Con todo, quizás lo peor del nuevo modelo sea que el legislador no ha tenido presente la singularidad del proceso social en materia de costas de la contraparte. Me explico: en un pleito civil o contencioso administrativo rige el principio de vencimiento, como antes se ha dicho. Por tanto, si un ciudadano pleitea en reclamación de un derecho o una cantidad y obtiene una sentencia favorable, su contraparte tendrá que abonarle, además del objeto de la condena, los gastos procesales que su acción ha generado (esto es, las costas de tramitación procesal, los honorarios de su abogado y perito, etc),  a lo que se añaden ahora –por modificación expresa del artículo 241 LEC y, por remisión, el art. 139 de la LRJCA- las tasas judiciales. Por tanto, aunque yo pague tasas para pleitear en el orden civil o contencioso administrativo sé que si obtengo una sentencia favorable esas tasas me serán devueltas por la otra parte. Pero eso no rige en el proceso laboral: si el trabajador o el sindicato pierden el pleito en el juzgado de lo social –o en el TSJ cuando actúa como primer grado jurisdiccional- y recurren, tendrán que abonar tasas, pero en el supuesto que ganen dicho recursos su contraparte no tendrá obligación alguna de reintegro de la misma, en tanto que las costas procesales en recurso en el orden social sólo se generan –y para el empresario- cuando dicho recurso es desestimado. Y viceversa: si quién recurre es el empresario y gana el recurso, se le devolverán la consignación de la cantidad que ha tenido que efectuar para recurrir y el depósito legal, pero en ningún caso la ley prevé la devolución de la tasa por parte de la Administración, ni tampoco que su contraparte deba efectuar el reintegro. Se trata de una clara singularidad de la jurisdicción social que el legislador ha omitido, en un desprecio preocupante de nuestras singularidades.  Por tanto, aunque el TSJ o el TS le den la razón al recurrente, éste deberá pagar esa sentencia, pese a que la Ley estaba de su lado. Y está de más decir que la Ley deja claro que si no se efectúa el pago de tasa previo al recurso, éste no será admitido a trámite.

4. La justicia en España ha sido el pariente pobre de la Transición. El estado español es el país de la Unión Europea con una menor ratio de jueces por habitante, pese a ser uno en los que mayores conflictos judiciales se generan.
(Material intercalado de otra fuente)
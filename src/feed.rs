//! Acquisition of a day's dataset, with retry on transient failures.
//!
//! The hydrator does not download or filter raw GDELT event tables itself;
//! an upstream step does that and leaves one JSON dataset per day. This
//! module reads those datasets, either from disk ([`FileSource`]) or over
//! HTTP ([`HttpSource`]).
//!
//! # Retry Strategy
//!
//! [`RetrySource`] wraps any [`DatasetSource`] and retries transient errors
//! (network faults, 5xx responses) according to a [`RetryPolicy`]:
//!
//! - Fixed delay between attempts (5 seconds by default)
//! - Optional random jitter added to each delay
//! - Unlimited attempts by default, or capped with `max_attempts`
//!
//! Each attempt starts from scratch, so nothing from a failed attempt is kept.
//! Non-transient errors are returned immediately.

use crate::error::FeedError;
use crate::models::Dataset;
use chrono::NaiveDate;
use rand::{Rng, rng};
use reqwest::Client;
use std::fmt;
use std::future::Future;
use std::path::PathBuf;
use std::time::{Duration, Instant};
use tokio::time::sleep;
use tracing::{debug, error, info, instrument, warn};

/// Something that can produce the dataset for a given day.
pub trait DatasetSource: Send + Sync {
    fn load(&self, day: NaiveDate) -> impl Future<Output = Result<Dataset, FeedError>> + Send;
}

/// File name of a day's dataset: `{prefix}_{YYYY-MM-DD}.json`.
pub fn dataset_file_name(prefix: &str, day: NaiveDate) -> String {
    format!("{prefix}_{day}.json")
}

/// Reads `{data_dir}/{prefix}_{day}.json`.
#[derive(Debug, Clone)]
pub struct FileSource {
    pub data_dir: PathBuf,
    pub prefix: String,
}

impl DatasetSource for FileSource {
    #[instrument(level = "info", skip_all, fields(%day))]
    async fn load(&self, day: NaiveDate) -> Result<Dataset, FeedError> {
        let path = self.data_dir.join(dataset_file_name(&self.prefix, day));
        debug!(path = %path.display(), "Reading dataset");
        let bytes = tokio::fs::read(&path).await?;
        let value: serde_json::Value = serde_json::from_slice(&bytes)?;
        Dataset::from_json(value)
    }
}

/// Fetches `{base_url}/{prefix}_{day}.json`.
#[derive(Debug, Clone)]
pub struct HttpSource {
    pub client: Client,
    pub base_url: String,
    pub prefix: String,
}

impl DatasetSource for HttpSource {
    #[instrument(level = "info", skip_all, fields(%day))]
    async fn load(&self, day: NaiveDate) -> Result<Dataset, FeedError> {
        let url = format!(
            "{}/{}",
            self.base_url.trim_end_matches('/'),
            dataset_file_name(&self.prefix, day)
        );
        debug!(%url, "Fetching dataset");
        let response = self.client.get(&url).send().await.map_err(FeedError::Network)?;
        let status = response.status();
        if !status.is_success() {
            return Err(FeedError::Status(status.as_u16()));
        }
        let bytes = response.bytes().await.map_err(FeedError::Network)?;
        let value: serde_json::Value = serde_json::from_slice(&bytes)?;
        Dataset::from_json(value)
    }
}

/// How [`RetrySource`] waits between attempts and when it gives up.
#[derive(Debug, Clone, Copy, PartialEq, Eq)]
pub struct RetryPolicy {
    /// Wait between attempts.
    pub delay: Duration,
    /// Upper bound on random extra wait added to each delay.
    pub jitter: Duration,
    /// Total attempts before giving up; `None` retries forever.
    pub max_attempts: Option<usize>,
}

impl Default for RetryPolicy {
    fn default() -> Self {
        Self {
            delay: Duration::from_secs(5),
            jitter: Duration::ZERO,
            max_attempts: None,
        }
    }
}

impl RetryPolicy {
    /// Whether another attempt is allowed after `attempts` have failed.
    pub fn allows(&self, attempts: usize) -> bool {
        self.max_attempts.is_none_or(|max| attempts < max)
    }

    /// Delay before the next attempt.
    pub fn next_delay(&self) -> Duration {
        if self.jitter.is_zero() {
            return self.delay;
        }
        let jitter_ms: u64 = rng().random_range(0..=self.jitter.as_millis() as u64);
        self.delay + Duration::from_millis(jitter_ms)
    }
}

/// Decorator that retries transient failures of the wrapped source.
pub struct RetrySource<S> {
    inner: S,
    policy: RetryPolicy,
}

impl<S> RetrySource<S>
where
    S: DatasetSource,
{
    pub fn new(inner: S, policy: RetryPolicy) -> Self {
        Self { inner, policy }
    }
}

impl<S: fmt::Debug> fmt::Debug for RetrySource<S> {
    fn fmt(&self, f: &mut fmt::Formatter<'_>) -> fmt::Result {
        f.debug_struct("RetrySource")
            .field("inner", &self.inner)
            .field("policy", &self.policy)
            .finish()
    }
}

impl<S> DatasetSource for RetrySource<S>
where
    S: DatasetSource,
{
    #[instrument(level = "info", skip_all, fields(%day))]
    async fn load(&self, day: NaiveDate) -> Result<Dataset, FeedError> {
        let t0 = Instant::now();
        let mut attempt = 0usize;

        loop {
            match self.inner.load(day).await {
                Ok(dataset) => {
                    info!(rows = dataset.len(), attempts = attempt + 1, "Dataset loaded");
                    return Ok(dataset);
                }
                Err(e) if !e.is_transient() => {
                    error!(error = %e, "Dataset load failed; not retrying");
                    return Err(e);
                }
                Err(e) => {
                    attempt += 1;
                    if !self.policy.allows(attempt) {
                        error!(
                            attempt,
                            elapsed_ms_total = t0.elapsed().as_millis() as u64,
                            error = %e,
                            "Dataset load exhausted retries"
                        );
                        return Err(e);
                    }
                    let delay = self.policy.next_delay();
                    warn!(attempt, ?delay, error = %e, "Dataset load failed; retrying");
                    sleep(delay).await;
                }
            }
        }
    }
}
Los medios materiales con que cuenta la oficina judicial son obsoletos (por poner un ejemplo: hasta hace pocos meses cuando yo encendía mi ordenador en el Tribunal Superior de Justicia de Cataluña debía esperar más de un cuarto de hora para que éste se conectara a la red informática) Los medios humanos con que se cuentan –el personal al servicio de la Administración de Justicia- es notoriamente insuficiente (y más ahora, en que tras los recortes hay órganos judiciales en los que no está cubierta una ínfima parte de la plantilla). Y, especialmente, la oficina judicial española está en la práctica pensada con lógica del siglo XIX, no del XXI. Ello explica la famosa demora de nuestras resoluciones judiciales, el caos administrativo y muchas contradicciones que se denuncian frecuentemente en los medios de comunicación. Denuncias que se imputan a los jueces, pese a que nosotros no somos responsables de esos déficits.

Pues bien, desde hace ya una decena de años se ha venido diseñando la denominada Nueva Oficina Judicial (NOJ) adaptada a la nueva realidad. Así, por ejemplo, dotando al secretario judicial de la función de la dirección de las actuaciones en el ámbito estrictamente procesal, descargando a los jueces de buena parte del tiempo que dedicaban a la “intendencia” y al análisis de los “intestinos” procesales. O instaurando mecanismos horizontales entre los distintos juzgados y jurisdicciones –servicios comunes en materia de comunicaciones, ejecuciones, etc-. O teorizando y cambiando las leyes para avanzar hacia la oficina judicial tecnológica y sin papeles. O previendo modelos de organización judicial también horizontales, que permitieran una flexibilidad significativa (los denominados “tribunales de instancia”, de tal manera que no existiera una simetría directa entre el juez y el juzgado).

Sin embargo, ese diseño de la NOJ –en la que aparentemente todos estamos de acuerdo, más allá de algunos corporativismos de diversa índole- requiere esfuerzo y, especialmente, una inversión inicial significativa. Inversión que, lógicamente, se recuperaría posteriormente con creces si las cosas se hubieran hecho bien. Ahora bien ese proceso está en estos momentos prácticamente parado. Primero, porque los recortes impiden esa inversión. Y segundo, porque no existe ninguna voluntad política de instaurarlo. Hay quien afirma que, en el fondo, ningún Gobierno, sea cual sea su signo, tiene interés en la que la Justicia funciones y sea ágil. Pero ocurre que, más allá de posibles intereses políticos, ese desiderátum es una pieza imprescindible para la modernidad del país, es la garantía del cumplimiento de la Constitución y es un aspecto altamente significativo de mejora de la productividad de la economía española –por supuesto, en una perspectiva amplia, que supere la ramplona división economicista entre PIB y número de asalariados-.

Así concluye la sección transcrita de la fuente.